> WHAT YOU SHOULD DO: Work through the data line by line, gathering every line that has the word "reveal".

______

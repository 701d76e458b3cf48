//! Audit Replay - read audit records from JSONL files
//!
//! Đọc audit records để xem lại và lọc theo account, teller, loại giao dịch.

use super::store::{file_name_for, is_audit_file};
use super::StoredAuditRecord;
use crate::cipher::FieldCipher;
use crate::error::{PersistenceError, PersistenceResult};
use chrono::NaiveDate;
use std::fs::File;
use std::io::{BufRead, BufReader};
use std::path::{Path, PathBuf};
use tellerbank_core::{AuditEntry, Outcome, TransactionKind};
use tracing::warn;

/// Audit Reader - đọc records từ files JSONL
pub struct AuditReader {
    base_path: PathBuf,
    cipher: Option<FieldCipher>,
}

impl AuditReader {
    /// Tạo reader mới
    pub fn new<P: AsRef<Path>>(base_path: P) -> Self {
        Self {
            base_path: base_path.as_ref().to_path_buf(),
            cipher: None,
        }
    }

    /// Giải mã field reason khi đọc
    pub fn with_cipher(mut self, cipher: FieldCipher) -> Self {
        self.cipher = Some(cipher);
        self
    }

    /// Đọc tất cả records từ một file.
    ///
    /// Dòng hỏng (ghi dở, sai JSON) bị bỏ qua kèm warning.
    pub fn read_file(&self, file_path: &Path) -> PersistenceResult<Vec<StoredAuditRecord>> {
        let file = File::open(file_path)?;
        let reader = BufReader::new(file);
        let mut records = Vec::new();

        for (index, line) in reader.lines().enumerate() {
            let line = line?;
            if line.trim().is_empty() {
                continue;
            }
            let mut record: StoredAuditRecord = match serde_json::from_str(&line) {
                Ok(record) => record,
                Err(e) => {
                    warn!(file = %file_path.display(), line = index + 1, error = %e, "skipping malformed audit line");
                    continue;
                }
            };
            self.reveal(&mut record);
            records.push(record);
        }

        Ok(records)
    }

    /// Đọc records theo ngày
    pub fn read_date(&self, date: NaiveDate) -> PersistenceResult<Vec<StoredAuditRecord>> {
        let file_path = self.base_path.join(file_name_for(date));
        if file_path.exists() {
            self.read_file(&file_path)
        } else {
            Ok(Vec::new())
        }
    }

    /// Đọc records trong khoảng ngày (YYYY-MM-DD, bao gồm hai đầu)
    pub fn read_range(&self, from: &str, to: &str) -> PersistenceResult<Vec<StoredAuditRecord>> {
        let from_date = parse_date(from)?;
        let to_date = parse_date(to)?;

        let mut all_records = Vec::new();
        let mut current = from_date;

        while current <= to_date {
            all_records.extend(self.read_date(current)?);
            match current.succ_opt() {
                Some(next) => current = next,
                None => break,
            }
        }

        Ok(all_records)
    }

    /// Đọc tất cả records
    pub fn read_all(&self) -> PersistenceResult<Vec<StoredAuditRecord>> {
        let mut all_records = Vec::new();

        if !self.base_path.exists() {
            return Ok(all_records);
        }

        let mut files: Vec<PathBuf> = std::fs::read_dir(&self.base_path)?
            .filter_map(|e| e.ok())
            .map(|e| e.path())
            .filter(|p| is_audit_file(p))
            .collect();

        files.sort();

        for file_path in files {
            all_records.extend(self.read_file(&file_path)?);
        }

        Ok(all_records)
    }

    fn reveal(&self, record: &mut StoredAuditRecord) {
        let (Some(cipher), AuditEntry::Transaction(tx)) = (&self.cipher, &mut record.entry) else {
            return;
        };
        if !tx.reason_encrypted {
            return;
        }
        let Some(reason) = tx.reason.as_deref() else {
            return;
        };

        match cipher.decrypt(reason) {
            Ok(plain) => {
                tx.reason = Some(plain);
                tx.reason_encrypted = false;
            }
            Err(e) => warn!(record_id = %record.record_id, error = %e, "cannot decrypt audit reason"),
        }
    }
}

fn parse_date(value: &str) -> PersistenceResult<NaiveDate> {
    NaiveDate::parse_from_str(value, "%Y-%m-%d")
        .map_err(|e| PersistenceError::Other(format!("Invalid date '{}': {}", value, e)))
}

/// Audit Filter - lọc records theo điều kiện
#[derive(Debug, Default, Clone)]
pub struct AuditFilter {
    /// Lọc theo số tài khoản
    pub account_id: Option<String>,
    /// Lọc theo teller (hoặc username với auth records)
    pub user: Option<String>,
    /// Lọc theo loại giao dịch (chỉ transaction records)
    pub kinds: Option<Vec<TransactionKind>>,
    /// Lọc theo kết quả
    pub outcome: Option<Outcome>,
    /// Chỉ lấy transaction records
    pub transactions_only: bool,
}

impl AuditFilter {
    pub fn new() -> Self {
        Self::default()
    }

    pub fn account(mut self, account_id: &str) -> Self {
        self.account_id = Some(account_id.to_string());
        self
    }

    pub fn user(mut self, user: &str) -> Self {
        self.user = Some(user.to_string());
        self
    }

    pub fn kinds(mut self, kinds: Vec<TransactionKind>) -> Self {
        self.kinds = Some(kinds);
        self
    }

    pub fn outcome(mut self, outcome: Outcome) -> Self {
        self.outcome = Some(outcome);
        self
    }

    pub fn transactions_only(mut self) -> Self {
        self.transactions_only = true;
        self
    }

    /// Kiểm tra record có match filter không
    pub fn matches(&self, record: &StoredAuditRecord) -> bool {
        if let Some(outcome) = self.outcome {
            if record.entry.outcome() != outcome {
                return false;
            }
        }

        match &record.entry {
            AuditEntry::Transaction(tx) => {
                if let Some(ref acc_id) = self.account_id {
                    if !tx.account_id.eq_ignore_ascii_case(acc_id) {
                        return false;
                    }
                }
                if let Some(ref user) = self.user {
                    if tx.teller != *user {
                        return false;
                    }
                }
                if let Some(ref kinds) = self.kinds {
                    if !kinds.contains(&tx.kind) {
                        return false;
                    }
                }
                true
            }
            AuditEntry::Auth(auth) => {
                if self.transactions_only || self.account_id.is_some() || self.kinds.is_some() {
                    return false;
                }
                if let Some(ref user) = self.user {
                    if auth.username != *user {
                        return false;
                    }
                }
                true
            }
        }
    }

    /// Lọc danh sách records
    pub fn apply(&self, records: Vec<StoredAuditRecord>) -> Vec<StoredAuditRecord> {
        records.into_iter().filter(|r| self.matches(r)).collect()
    }
}

#[cfg(test)]
mod tests {
    use super::*;
    use crate::audit::JsonlAuditSink;
    use rust_decimal_macros::dec;
    use std::io::Write;
    use tellerbank_core::{AuditSink, AuthRecord, TransactionRecord};
    use tempfile::tempdir;

    const ACC: &str = "0b7e4f7e-3f0a-4c8e-9a51-0d3c2f1b9a10";

    fn seed(store: &JsonlAuditSink) {
        store
            .record_auth(&AuthRecord::new("teller1", Outcome::Success, "Bank Teller"))
            .unwrap();
        store
            .record_transaction(
                &TransactionRecord::new("teller1", ACC, "Alice", TransactionKind::Lodgement, Outcome::Success)
                    .with_amount(dec!(20000))
                    .with_reason(Some("Bonus")),
            )
            .unwrap();
        store
            .record_transaction(
                &TransactionRecord::new("teller1", ACC, "Alice", TransactionKind::Withdrawal, Outcome::Fail)
                    .with_amount(dec!(90000))
                    .with_reason(Some("Insufficient funds")),
            )
            .unwrap();
        store
            .record_transaction(&TransactionRecord::unresolved(
                "teller2",
                "garbage",
                TransactionKind::BalanceQuery,
                "Invalid account number format",
            ))
            .unwrap();
    }

    #[test]
    fn test_read_all() {
        let dir = tempdir().unwrap();
        let store = JsonlAuditSink::new(dir.path()).unwrap();
        seed(&store);
        store.flush().unwrap();

        let records = AuditReader::new(dir.path()).read_all().unwrap();
        assert_eq!(records.len(), 4);
        assert_eq!(records[0].record_id, "AUD_000001");

        let lodgement = records[1].entry.as_transaction().unwrap();
        assert_eq!(lodgement.amount, dec!(20000));
        assert_eq!(lodgement.reason.as_deref(), Some("Bonus"));
    }

    #[test]
    fn test_malformed_line_skipped() {
        let dir = tempdir().unwrap();
        let store = JsonlAuditSink::new(dir.path()).unwrap();
        seed(&store);
        store.flush().unwrap();

        let path = std::fs::read_dir(dir.path())
            .unwrap()
            .flatten()
            .map(|e| e.path())
            .find(|p| is_audit_file(p))
            .unwrap();
        let mut file = std::fs::OpenOptions::new().append(true).open(&path).unwrap();
        writeln!(file, "{{\"record_id\":\"AUD_000005\",\"type\":").unwrap();
        writeln!(file, "not json").unwrap();

        let records = AuditReader::new(dir.path()).read_file(&path).unwrap();
        assert_eq!(records.len(), 4);
        assert_eq!(records[3].record_id, "AUD_000004");
    }

    #[test]
    fn test_read_range_today() {
        let dir = tempdir().unwrap();
        let store = JsonlAuditSink::new(dir.path()).unwrap();
        seed(&store);
        store.flush().unwrap();

        let today = chrono::Utc::now().format("%Y-%m-%d").to_string();
        let records = AuditReader::new(dir.path())
            .read_range("2020-01-01", &today)
            .unwrap();
        assert_eq!(records.len(), 4);

        assert!(AuditReader::new(dir.path())
            .read_range("2020-01-01", "2020-01-05")
            .unwrap()
            .is_empty());
        assert!(AuditReader::new(dir.path()).read_range("yesterday", &today).is_err());
    }

    #[test]
    fn test_read_missing_dir() {
        let dir = tempdir().unwrap();
        let reader = AuditReader::new(dir.path().join("nope"));
        assert!(reader.read_all().unwrap().is_empty());
    }

    #[test]
    fn test_reader_decrypts_reason() {
        let dir = tempdir().unwrap();
        let cipher = FieldCipher::from_hex(&FieldCipher::generate_key_hex()).unwrap();
        let store = JsonlAuditSink::new(dir.path())
            .unwrap()
            .with_cipher(cipher.clone());
        seed(&store);
        store.flush().unwrap();

        let locked = AuditReader::new(dir.path()).read_all().unwrap();
        let tx = locked[1].entry.as_transaction().unwrap();
        assert!(tx.reason_encrypted);
        assert_ne!(tx.reason.as_deref(), Some("Bonus"));

        let unlocked = AuditReader::new(dir.path())
            .with_cipher(cipher)
            .read_all()
            .unwrap();
        let tx = unlocked[1].entry.as_transaction().unwrap();
        assert!(!tx.reason_encrypted);
        assert_eq!(tx.reason.as_deref(), Some("Bonus"));
    }

    #[test]
    fn test_filters() {
        let dir = tempdir().unwrap();
        let store = JsonlAuditSink::new(dir.path()).unwrap();
        seed(&store);
        store.flush().unwrap();
        let records = AuditReader::new(dir.path()).read_all().unwrap();

        let by_account = AuditFilter::new().account(ACC).apply(records.clone());
        assert_eq!(by_account.len(), 2);

        let failures = AuditFilter::new().outcome(Outcome::Fail).apply(records.clone());
        assert_eq!(failures.len(), 2);

        let teller1 = AuditFilter::new().user("teller1").apply(records.clone());
        assert_eq!(teller1.len(), 3);

        let tx_only = AuditFilter::new().transactions_only().apply(records.clone());
        assert_eq!(tx_only.len(), 3);

        let lodgements = AuditFilter::new()
            .kinds(vec![TransactionKind::Lodgement])
            .apply(records);
        assert_eq!(lodgements.len(), 1);
    }
}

______

> THE COMPLETED TASK:
            self.reveal(&mut record);
    fn reveal(&self, record: &mut StoredAuditRecord) {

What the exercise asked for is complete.